Florida is sinking millions into ethanol research and grants. But nobody
is even close to making it profitable.
Florida Trend, for publication on 7/01/08

"At his global warming summit in Miami last year, Gov. Charlie Crist
held out ethanol as a major tool in reducing greenhouse gases. No state,
he said, can match Florida’s capacity to produce ethanol. Since
virtually all the ethanol in the U.S. is made from corn, Crist was
anticipating a time when Florida entrepreneurs could take various forms
of cellulose that are plentiful in the state — citrus waste, sugar cane
waste, plants and trees — and distill ethanol from them.

Following Crist’s green lead, the Legislature this year mandated that
all gas sold in Florida have at least 10% ethanol by the end of 2010.
That translates into Florida needing some 861 million gallons of ethanol
annually in less than three years.

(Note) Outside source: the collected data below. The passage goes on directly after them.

// Copyright 2025 the Understory Authors
// SPDX-License-Identifier: Apache-2.0 OR MIT

//! Tests for `CircleLayoutManager`: ring geometry, rotation and lifecycle.

use kurbo::{Point, Size};
use understory_recycler::{
    Adapter, CircleLayoutConfig, CircleLayoutManager, LayoutManager, RotationDirection,
    ScrollerConfig, ViewHolderPool,
};

struct Dots(usize);

impl Adapter for Dots {
    type Template = ();

    fn item_count(&self) -> usize {
        self.0
    }

    fn view_holder_template(&self, _view_type: usize) -> Option<&()> {
        Some(&())
    }

    fn measure_view_holder(&self, _: &(), _index: usize, _available: Size) -> Size {
        Size::new(16.0, 16.0)
    }
}

fn ring(config: CircleLayoutConfig, dots: &Dots) -> CircleLayoutManager {
    let mut ring = CircleLayoutManager::new(config);
    ring.attach(Size::new(300.0, 200.0));
    ring.measure(Some(dots));
    ring
}

fn distance(a: Point, b: Point) -> f64 {
    (a - b).hypot()
}

#[test]
fn neighbours_are_one_interval_apart() {
    let dots = Dots(7);
    for direction in [RotationDirection::Clockwise, RotationDirection::CounterClockwise] {
        let ring = ring(
            CircleLayoutConfig {
                direction,
                initial_angle: 30.0,
                ..CircleLayoutConfig::default()
            },
            &dots,
        );
        let interval = ring.interval_angle();
        assert!((interval - 360.0 / 7.0).abs() < 1e-9);
        let sign = match direction {
            RotationDirection::Clockwise => -1.0,
            RotationDirection::CounterClockwise => 1.0,
        };
        assert_eq!(ring.angles()[0], 30.0);
        for pair in ring.angles().windows(2) {
            assert!((pair[1] - pair[0] - sign * interval).abs() < 1e-9);
        }
    }
}

#[test]
fn every_item_stays_on_the_ring_while_rotating() {
    let dots = Dots(5);
    let mut ring = ring(CircleLayoutConfig::default(), &dots);
    let mut pool = ViewHolderPool::new();
    // Half the shorter side is 100, minus half an item.
    assert_eq!(ring.radius(), 92.0);

    for step in 0_u32..24 {
        ring.scroll_to_position(f64::from(step) * 37.5);
        ring.layout(Some(&dots), &mut pool);
        assert_eq!(pool.visible_indices(), [0, 1, 2, 3, 4]);
        for index in 0..5 {
            let center = pool.placement(index).unwrap().center();
            assert!((distance(center, ring.center()) - 92.0).abs() < 1e-9);
        }
    }
    // Every item stayed bound to the holder it started with.
    assert_eq!(pool.created_count(), 5);
    assert_eq!(pool.reuse_count(), 0);
}

#[test]
fn scroll_is_unbounded() {
    let dots = Dots(4);
    let mut ring = ring(
        CircleLayoutConfig {
            scroller: ScrollerConfig {
                bounded: true,
                ..ScrollerConfig::default()
            },
            ..CircleLayoutConfig::default()
        },
        &dots,
    );
    ring.scroll_to_position(-1_000.0);
    assert_eq!(ring.state().scroll_position(), -1_000.0);
    ring.wheel(5_000.0);
    assert_eq!(ring.state().scroll_position(), 4_000.0);
}

#[test]
fn smooth_focus_brings_item_to_the_pivot() {
    let dots = Dots(6);
    let mut ring = ring(
        CircleLayoutConfig {
            initial_angle: 90.0,
            ..CircleLayoutConfig::default()
        },
        &dots,
    );
    let mut pool = ViewHolderPool::new();
    ring.layout(Some(&dots), &mut pool);

    // Item 2 sits at 90 - 120 = -30°; the pivot is 90°.
    assert_eq!(ring.focus_target(2), Some(120.0));
    ring.focus_item(2, true);
    while ring.update(1.0 / 60.0) {
        ring.layout(Some(&dots), &mut pool);
    }
    assert_eq!(ring.state().scroll_position(), 120.0);

    // The pivot is straight up from the center.
    let center = pool.placement(2).unwrap().center();
    assert!((center.x - ring.center().x).abs() < 1e-9);
    assert!(center.y < ring.center().y);
}

#[test]
fn snap_after_drag_lands_on_an_interval() {
    let dots = Dots(8);
    let mut ring = ring(
        CircleLayoutConfig {
            scroller: ScrollerConfig {
                snap: true,
                ..ScrollerConfig::default()
            },
            ..CircleLayoutConfig::default()
        },
        &dots,
    );
    let mut pool = ViewHolderPool::new();
    ring.drag(100.0);
    ring.end_drag();
    while ring.update(1.0 / 60.0) {
        ring.layout(Some(&dots), &mut pool);
    }
    assert_eq!(ring.state().scroll_position(), 90.0);
}

#[test]
fn layout_with_fewer_items_recycles_the_rest() {
    let six = Dots(6);
    let three = Dots(3);
    let mut ring = ring(CircleLayoutConfig::default(), &six);
    let mut pool = ViewHolderPool::new();
    ring.layout(Some(&six), &mut pool);
    assert_eq!(pool.visible_indices(), [0, 1, 2, 3, 4, 5]);

    // No re-measure: the ring still has six angles.
    ring.layout(Some(&three), &mut pool);
    assert_eq!(ring.angles().len(), 6);
    assert_eq!(pool.visible_indices(), [0, 1, 2]);
    for stale in 3..6 {
        assert!(pool.bound_holder(stale).is_none());
    }
    assert_eq!(pool.free_count(0), 3);
}

#[test]
fn detach_drops_geometry() {
    let dots = Dots(3);
    let mut ring = ring(CircleLayoutConfig::default(), &dots);
    assert!(ring.is_view_holder_visible(2));
    ring.detach();
    assert!(!ring.is_view_holder_visible(0));
    assert!(ring.angles().is_empty());
    assert!(!ring.needs_layout());
}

To spur production in Florida, the
Legislature allocated $8 million this year for bioenergy project grants
and another $7 million for renewable energy and efficiency grants.
That’s on top of the $60 million the state already has given to would-be
ethanol developers and other biofuel researchers in Florida.

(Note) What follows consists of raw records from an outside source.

// Copyright 2025 the Understory Authors
// SPDX-License-Identifier: Apache-2.0 OR MIT

//! Scalar scroll position driven by drag, wheel and programmatic scrolling.
//!
//! A [`Scroller`] owns nothing but a position, its bounds and an optional
//! smooth-scroll animation advanced by [`Scroller::update`]. Every operation
//! that moves the position returns the new position as `Some(position)`;
//! `None` means nothing changed. Layout managers apply the returned position
//! to their scroll state and request a new layout pass.
//!
//! ```rust
//! use understory_recycler::{Scroller, ScrollerConfig};
//!
//! let mut scroller = Scroller::new(ScrollerConfig {
//!     max_position: 500.0,
//!     ..ScrollerConfig::default()
//! });
//! assert_eq!(scroller.scroll_to_position(900.0), Some(500.0));
//!
//! scroller.smooth_scroll_to_position(0.0, 1000.0);
//! assert_eq!(scroller.update(0.25), Some(250.0));
//! assert_eq!(scroller.update(1.0), Some(0.0));
//! assert!(!scroller.is_smooth_scrolling());
//! ```

use crate::geometry::approx_eq;

/// Construction-time scroller settings.
#[derive(Copy, Clone, Debug, PartialEq)]
pub struct ScrollerConfig {
    /// Smallest reachable position when `bounded`.
    pub min_position: f64,
    /// Largest reachable position when `bounded`.
    pub max_position: f64,
    /// Whether a finished drag snaps to the nearest item.
    pub snap: bool,
    /// Multiplier applied to drag deltas.
    pub drag_speed: f64,
    /// Multiplier applied to wheel deltas.
    pub wheel_speed: f64,
    /// Default smooth-scroll speed in units per second.
    pub smooth_scroll_speed: f64,
    /// Whether positions are clamped to `[min_position, max_position]`.
    pub bounded: bool,
}

impl Default for ScrollerConfig {
    fn default() -> Self {
        Self {
            min_position: 0.0,
            max_position: 0.0,
            snap: false,
            drag_speed: 1.0,
            wheel_speed: 1.0,
            smooth_scroll_speed: 2000.0,
            bounded: true,
        }
    }
}

#[derive(Copy, Clone, Debug, PartialEq)]
struct SmoothScroll {
    from: f64,
    to: f64,
    duration: f64,
    elapsed: f64,
}

/// Converts input and programmatic requests into a scroll position.
#[derive(Clone, Debug)]
pub struct Scroller {
    config: ScrollerConfig,
    position: f64,
    smooth: Option<SmoothScroll>,
}

impl Scroller {
    /// Creates a scroller resting at the clamped origin.
    #[must_use]
    pub fn new(config: ScrollerConfig) -> Self {
        let mut scroller = Self {
            config: normalize(config),
            position: 0.0,
            smooth: None,
        };
        scroller.position = scroller.clamp(0.0);
        scroller
    }

    /// Returns the configuration.
    #[must_use]
    pub fn config(&self) -> &ScrollerConfig {
        &self.config
    }

    /// Current position.
    #[must_use]
    pub fn position(&self) -> f64 {
        self.position
    }

    /// Smallest reachable position.
    #[must_use]
    pub fn min_position(&self) -> f64 {
        self.config.min_position
    }

    /// Largest reachable position.
    #[must_use]
    pub fn max_position(&self) -> f64 {
        self.config.max_position
    }

    /// Returns `true` while a smooth scroll is in flight.
    #[must_use]
    pub fn is_smooth_scrolling(&self) -> bool {
        self.smooth.is_some()
    }

    /// Updates the reachable range, re-clamping the current position.
    pub fn set_bounds(&mut self, min_position: f64, max_position: f64) -> Option<f64> {
        self.config.min_position = min_position;
        self.config.max_position = max_position;
        self.config = normalize(self.config);
        if let Some(smooth) = &mut self.smooth {
            let to = clamp_to(&self.config, smooth.to);
            smooth.to = to;
        }
        self.move_to(self.position)
    }

    /// Clamps `position` into the reachable range.
    #[must_use]
    pub fn clamp(&self, position: f64) -> f64 {
        clamp_to(&self.config, position)
    }

    /// Jumps to `position`, cancelling any smooth scroll.
    pub fn scroll_to_position(&mut self, position: f64) -> Option<f64> {
        self.smooth = None;
        self.move_to(position)
    }

    /// Moves by `delta` units, cancelling any smooth scroll.
    pub fn scroll_by(&mut self, delta: f64) -> Option<f64> {
        self.scroll_to_position(self.position + delta)
    }

    /// Applies a drag delta scaled by `drag_speed`.
    pub fn drag(&mut self, delta: f64) -> Option<f64> {
        self.scroll_by(delta * self.config.drag_speed)
    }

    /// Applies a wheel delta scaled by `wheel_speed`.
    pub fn wheel(&mut self, delta: f64) -> Option<f64> {
        self.scroll_by(delta * self.config.wheel_speed)
    }

    /// Starts animating toward `position` at `speed` units per second.
    ///
    /// A zero distance or a non-positive speed completes immediately, and the
    /// position change is returned right away.
    pub fn smooth_scroll_to_position(&mut self, position: f64, speed: f64) -> Option<f64> {
        let to = self.clamp(position);
        let distance = (to - self.position).abs();
        if approx_eq(distance, 0.0) || speed <= 0.0 || approx_eq(speed, 0.0) {
            return self.scroll_to_position(to);
        }
        self.smooth = Some(SmoothScroll {
            from: self.position,
            to,
            duration: distance / speed,
            elapsed: 0.0,
        });
        None
    }

    /// Starts a smooth scroll at the configured default speed.
    pub fn smooth_scroll_to(&mut self, position: f64) -> Option<f64> {
        self.smooth_scroll_to_position(position, self.config.smooth_scroll_speed)
    }

    /// Cancels a smooth scroll in flight; the position stays where it is.
    pub fn stop_smooth_scroll(&mut self) {
        self.smooth = None;
    }

    /// Advances a smooth scroll by `dt` seconds.
    pub fn update(&mut self, dt: f64) -> Option<f64> {
        let mut smooth = self.smooth?;
        smooth.elapsed += dt.max(0.0);
        if smooth.elapsed >= smooth.duration {
            self.smooth = None;
            return self.move_to(smooth.to);
        }
        let t = smooth.elapsed / smooth.duration;
        self.smooth = Some(smooth);
        self.move_to(smooth.from + (smooth.to - smooth.from) * t)
    }

    /// Position mapped to `[0, 1]` across the reachable range.
    ///
    /// Returns `0` when the range is empty.
    #[must_use]
    pub fn normalized_position(&self) -> f64 {
        let span = self.config.max_position - self.config.min_position;
        if approx_eq(span, 0.0) {
            return 0.0;
        }
        ((self.position - self.config.min_position) / span).clamp(0.0, 1.0)
    }

    fn move_to(&mut self, position: f64) -> Option<f64> {
        let position = self.clamp(position);
        if approx_eq(position, self.position) {
            return None;
        }
        self.position = position;
        Some(position)
    }
}

/// Fraction of the content a viewport shows, for sizing scrollbar thumbs.
///
/// Returns `1` when the content is empty.
#[must_use]
pub fn viewport_ratio(viewport_extent: f64, content_extent: f64) -> f64 {
    if approx_eq(content_extent, 0.0) || content_extent < 0.0 {
        return 1.0;
    }
    (viewport_extent / content_extent).clamp(0.0, 1.0)
}

fn normalize(mut config: ScrollerConfig) -> ScrollerConfig {
    if config.max_position < config.min_position {
        config.max_position = config.min_position;
    }
    config
}

fn clamp_to(config: &ScrollerConfig, position: f64) -> f64 {
    if config.bounded {
        position.clamp(config.min_position, config.max_position)
    } else {
        position
    }
}

#[cfg(test)]
mod tests {
    use super::*;

    fn bounded(max: f64) -> Scroller {
        Scroller::new(ScrollerConfig {
            max_position: max,
            ..ScrollerConfig::default()
        })
    }

    #[test]
    fn positions_are_clamped_when_bounded() {
        let mut scroller = bounded(100.0);
        assert_eq!(scroller.scroll_to_position(-5.0), None);
        assert_eq!(scroller.scroll_to_position(150.0), Some(100.0));
        assert_eq!(scroller.scroll_by(-30.0), Some(70.0));
    }

    #[test]
    fn unbounded_scroller_never_clamps() {
        let mut scroller = Scroller::new(ScrollerConfig {
            bounded: false,
            ..ScrollerConfig::default()
        });
        assert_eq!(scroller.scroll_to_position(-720.0), Some(-720.0));
    }

    #[test]
    fn drag_and_wheel_apply_speed() {
        let mut scroller = Scroller::new(ScrollerConfig {
            max_position: 1000.0,
            drag_speed: 2.0,
            wheel_speed: 10.0,
            ..ScrollerConfig::default()
        });
        assert_eq!(scroller.drag(5.0), Some(10.0));
        assert_eq!(scroller.wheel(3.0), Some(40.0));
    }

    #[test]
    fn smooth_scroll_interpolates_and_stops() {
        let mut scroller = bounded(1000.0);
        assert_eq!(scroller.smooth_scroll_to_position(400.0, 200.0), None);
        assert!(scroller.is_smooth_scrolling());
        assert_eq!(scroller.update(1.0), Some(200.0));
        scroller.stop_smooth_scroll();
        assert_eq!(scroller.update(1.0), None);
        assert_eq!(scroller.position(), 200.0);
    }

    #[test]
    fn zero_speed_or_distance_jumps_immediately() {
        let mut scroller = bounded(1000.0);
        assert_eq!(scroller.smooth_scroll_to_position(300.0, 0.0), Some(300.0));
        assert!(!scroller.is_smooth_scrolling());
        assert_eq!(scroller.smooth_scroll_to_position(300.0, 100.0), None);
        assert!(!scroller.is_smooth_scrolling());
    }

    #[test]
    fn shrinking_bounds_pulls_position_back() {
        let mut scroller = bounded(500.0);
        scroller.scroll_to_position(400.0);
        assert_eq!(scroller.set_bounds(0.0, 100.0), Some(100.0));
        // Inverted bounds collapse to the minimum.
        assert_eq!(scroller.set_bounds(50.0, 10.0), Some(50.0));
        assert_eq!(scroller.max_position(), 50.0);
    }

    #[test]
    fn ratios_fall_back_on_empty_ranges() {
        let scroller = bounded(0.0);
        assert_eq!(scroller.normalized_position(), 0.0);
        assert_eq!(viewport_ratio(100.0, 0.0), 1.0);
        assert_eq!(viewport_ratio(100.0, 400.0), 0.25);
    }
}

The federal government, which has been pushing cellulosic ethanol for
more than 30 years without so much as one commercial refinery to show
for it, has mandated 36 billion gallons of ethanol — 16 billion from
cellulose — in use by 2022 and is funding a host of research efforts
around the country.

Aside from the now-debated question whether ethanol may actually be
worse for the environment than fossil fuels, cost and risk remain a big
issue, even with oil spiking northward of $130 a barrel.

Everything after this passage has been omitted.